Because the domestic gag rule was enacted through the administrative regulation process, it will take more steps to undo it. President Biden’s executive order calls for that process to begin, by directing the Secretary of Health and Human Services to review the new Title X rule and “consider, as soon as practicable, whether to suspend, revise, or rescind” it, under the rules governing passage of federal regulations.

Step 3: Think Big about Women’s Health

Withdrawing the global gag rule and repealing the domestic gag rule are important first steps toward restoring protection for women’s health, but there is so much more that can and should be done. Trump took other harmful actions, including issuance of a memo designed to greatly reduce the availability of contraception through employer-based health insurance plans. In a long-running war (detailed here) about the scope of the Affordable Care Act’s contraceptive mandate—which requires health insurance plans to cover contraception at no cost to the patient because they are deemed an essential aspect of women’s health.

The original mandate contained an exemption for some religious employers, and the exemption has been expanded through two rulings by the U.S. Supreme Court. In the first, Burwell v. Hobby Lobby (2014), the Supreme Court held that a closely held, for-profit corporation could take advantage of the religious exemption based on the religious views of its owners. In 2017, the Trump administration greatly expanded the exemption by executive order to include any religious or moral objection by an employer, regardless of the nature of the entity. In a 2020 case, Little Sisters of the Poor Saints Peter and Paul Home v. Pennsylvania, the Supreme Court upheld these orders as compliant with the federal Administrative Procedure Act. While President Biden is likely to withdraw these orders, the Supreme Court’s expansion of the religious exemption will stand absent congressional action.

With Democratic control of both houses of Congress and the Executive Branch, this is the time to take bold action to protect women’s sexual and reproductive health.
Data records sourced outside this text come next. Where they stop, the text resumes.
use std::time::Duration;

use crate::classify::{CharStats, Classification};
use crate::mode::TestMode;

/// Standard word length used by every WPM figure
pub const CHARS_PER_WORD: f64 = 5.0;

/// Lower bound on elapsed minutes so the first keystroke cannot divide by zero
pub const MIN_ELAPSED_MINUTES: f64 = 0.001;

/// One reading of the live WPM, `t` seconds after the session started
#[derive(Debug, Clone, Copy, PartialEq)]
pub struct WpmSample {
    pub t: f64,
    pub wpm: f64,
}

impl WpmSample {
    pub fn new(t: f64, wpm: f64) -> Self {
        Self { t, wpm }
    }
}

impl From<WpmSample> for (f64, f64) {
    fn from(s: WpmSample) -> Self {
        (s.t, s.wpm)
    }
}

pub fn elapsed_minutes(elapsed: Duration) -> f64 {
    (elapsed.as_secs_f64() / 60.0).max(MIN_ELAPSED_MINUTES)
}

pub fn words_per_minute(chars: usize, minutes: f64) -> u32 {
    let minutes = minutes.max(MIN_ELAPSED_MINUTES);
    (chars as f64 / CHARS_PER_WORD / minutes).round() as u32
}

/// Share of typed characters that were correct, as a whole percentage
pub fn accuracy(correct_chars: usize, typed_chars: usize) -> u32 {
    let ratio = correct_chars as f64 / typed_chars.max(1) as f64;
    ((ratio * 100.0).round() as u32).min(100)
}

pub fn mean(data: &[f64]) -> Option<f64> {
    if data.is_empty() {
        return None;
    }
    Some(data.iter().sum::<f64>() / data.len() as f64)
}

/// Population standard deviation
pub fn std_dev(data: &[f64]) -> Option<f64> {
    let m = mean(data)?;
    let variance = data
        .iter()
        .map(|value| {
            let diff = m - value;
            diff * diff
        })
        .sum::<f64>()
        / data.len() as f64;

    Some(variance.sqrt())
}

/// 100 minus the coefficient of variation of the samples, in percent.
///
/// Fewer than two samples say nothing about variation and score 100. A run
/// whose samples average zero WPM scores 0.
pub fn consistency(samples: &[f64]) -> u32 {
    if samples.len() < 2 {
        return 100;
    }
    match (mean(samples), std_dev(samples)) {
        (Some(m), Some(sd)) if m > 0.0 => ((1.0 - sd / m) * 100.0).round().clamp(0.0, 100.0) as u32,
        _ => 0,
    }
}

/// Figures shown while a test is running
#[derive(Debug, Clone, Copy, PartialEq, Eq)]
pub struct LiveMetrics {
    pub wpm: u32,
    pub raw_wpm: u32,
    pub accuracy: u32,
}

impl Default for LiveMetrics {
    fn default() -> Self {
        Self {
            wpm: 0,
            raw_wpm: 0,
            accuracy: 100,
        }
    }
}

pub fn live_metrics(classification: &Classification, input: &str, elapsed: Duration) -> LiveMetrics {
    let typed = input.chars().count();
    if typed == 0 {
        return LiveMetrics::default();
    }

    let minutes = elapsed_minutes(elapsed);
    let correct = classification.correct_chars();

    LiveMetrics {
        wpm: words_per_minute(correct, minutes),
        raw_wpm: words_per_minute(typed, minutes),
        accuracy: accuracy(correct, typed),
    }
}

/// Frozen outcome of a finished session
#[derive(Debug, Clone, PartialEq)]
pub struct ResultSummary {
    pub mode: TestMode,
    pub wpm: u32,
    pub raw_wpm: u32,
    pub accuracy: u32,
    pub consistency: u32,
    pub char_stats: CharStats,
    /// the time the WPM figures are measured against
    pub elapsed_seconds: f64,
    pub samples: Vec<WpmSample>,
}

/// `scored_over` is the configured duration in time mode and the actual
/// elapsed time otherwise. An empty input scores 0% accuracy here, unlike
/// the live figure.
pub fn final_summary(
    mode: TestMode,
    classification: &Classification,
    input: &str,
    scored_over: Duration,
    samples: &[WpmSample],
) -> ResultSummary {
    let typed = input.chars().count();
    let minutes = elapsed_minutes(scored_over);
    let correct = classification.correct_chars();
    let sample_wpms: Vec<f64> = samples.iter().map(|s| s.wpm).collect();

    ResultSummary {
        mode,
        wpm: words_per_minute(correct, minutes),
        raw_wpm: words_per_minute(typed, minutes),
        accuracy: accuracy(correct, typed),
        consistency: consistency(&sample_wpms),
        char_stats: classification.char_stats(),
        elapsed_seconds: scored_over.as_secs_f64(),
        samples: samples.to_vec(),
    }
}
use axum::{extract::State, Json};
use serde::Serialize;

use crate::AppState;
use link_budget::{LinkBudgetInput, LinkBudgetReport, ValidationError};

/// Response body for a link budget calculation.
///
/// Success carries both derived values; failure carries only the validation
/// message. The two never mix: a rejected request has no numeric output.
#[derive(Serialize)]
#[serde(untagged)]
pub enum ComputeResponse {
    Report(LinkBudgetReport),
    Failed { error: String },
}

impl From<Result<LinkBudgetReport, ValidationError>> for ComputeResponse {
    fn from(result: Result<LinkBudgetReport, ValidationError>) -> Self {
        match result {
            Ok(report) => ComputeResponse::Report(report),
            Err(err) => ComputeResponse::Failed {
                error: err.to_string(),
            },
        }
    }
}

pub async fn health() -> Json<serde_json::Value> {
    Json(serde_json::json!({
        "status": "healthy",
        "service": "link-gateway",
        "version": env!("CARGO_PKG_VERSION")
    }))
}

/// Compute a link budget from a request dictionary.
///
/// Validation failures are reported in-band as `{"error": msg}` so the
/// orchestrator never sees a transport fault for a malformed request.
pub async fn compute_link_budget(
    Json(payload): Json<serde_json::Value>,
) -> Json<ComputeResponse> {
    let result = LinkBudgetInput::from_payload(&payload)
        .and_then(|input| link_budget::compute(&input));

    match &result {
        Ok(report) => tracing::debug!(
            "computed link budget: {:.2} m, {:.2} dB",
            report.distance_m,
            report.path_loss_db
        ),
        Err(err) => tracing::debug!("rejected link budget request: {}", err),
    }

    Json(result.into())
}

/// Compute the link budget for the deployment's default constellation.
pub async fn default_link_budget(State(state): State<AppState>) -> Json<ComputeResponse> {
    Json(link_budget::compute(&state.defaults).into())
}

#[cfg(test)]
mod tests {
    use super::*;

    #[tokio::test]
    async fn test_compute_success_body_shape() {
        let payload = serde_json::json!({
            "num_satellites": 24,
            "altitude": 500_000.0,
            "frequency": 2.4e9,
        });
        let Json(response) = compute_link_budget(Json(payload)).await;

        let body = serde_json::to_value(&response).unwrap();
        assert!(body.get("distance_m").is_some());
        assert!(body.get("path_loss_db").is_some());
        assert!(body.get("error").is_none());
    }

    #[tokio::test]
    async fn test_compute_failure_body_shape() {
        let payload = serde_json::json!({
            "num_satellites": -1,
            "altitude": 500_000.0,
            "frequency": 2.4e9,
        });
        let Json(response) = compute_link_budget(Json(payload)).await;

        let body = serde_json::to_value(&response).unwrap();
        assert_eq!(
            body.get("error").and_then(|v| v.as_str()),
            Some("Number of satellites must be a positive integer.")
        );
        assert!(body.get("distance_m").is_none());
        assert!(body.get("path_loss_db").is_none());
    }

    #[tokio::test]
    async fn test_default_route_uses_state() {
        let state = AppState {
            defaults: std::sync::Arc::new(LinkBudgetInput {
                satellite_count: 24,
                altitude_m: 500_000.0,
                frequency_hz: 2.4e9,
            }),
        };
        let Json(response) = default_link_budget(State(state)).await;

        match response {
            ComputeResponse::Report(report) => {
                assert!((report.distance_m - 1_798_823.59).abs() < 0.05);
            }
            ComputeResponse::Failed { error } => panic!("unexpected failure: {error}"),
        }
    }
}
Core rights related to abortion and contraceptive access are on the precipice of being undone by a newly composed Supreme Court. Abortion rights have become increasingly polarized, as blue states have moved to shore them up at the state level and many red states have tried to eliminate them despite federal constitutional guarantees to the contrary. (The COVID-19 pandemic presented yet another opportunity for anti-abortion states to attack the right.) And regardless of the governing regime, abortion rights depend on access, and the class divides could not be starker. Much of the disparity comes from the Hyde Amendment, a provision of federal law that prevents states from covering abortion under Medicaid except in rare cases. The collective set of rules mean that race and class are enormous predictors of access not only to abortion care, but also to sexual and reproductive healthcare more broadly. Imagine a world in which we were working together to reduce maternal mortality, reduce unwanted pregnancy, reduce racism in healthcare, reduce class-based barriers to access of care, increase comprehensive and medically accurate sex education, and increase access to contraception and STI testing and treatment. Wouldn’t that be a better world?

With control of Washington, the Biden administration should act swiftly to rectify these inequalities, as well as to protect the rights of all women. (Guttmacher Institute provides a helpful roadmap here.) The reproductive justice framework calls for a world in which women have the right to not have children, the right to have children, and the right to raise their children in a safe and secure environment. (More information on the reproductive justice movement is available through the SisterSong website.) This approach calls for us to think big about how to make reproductive autonomy more accessible for all.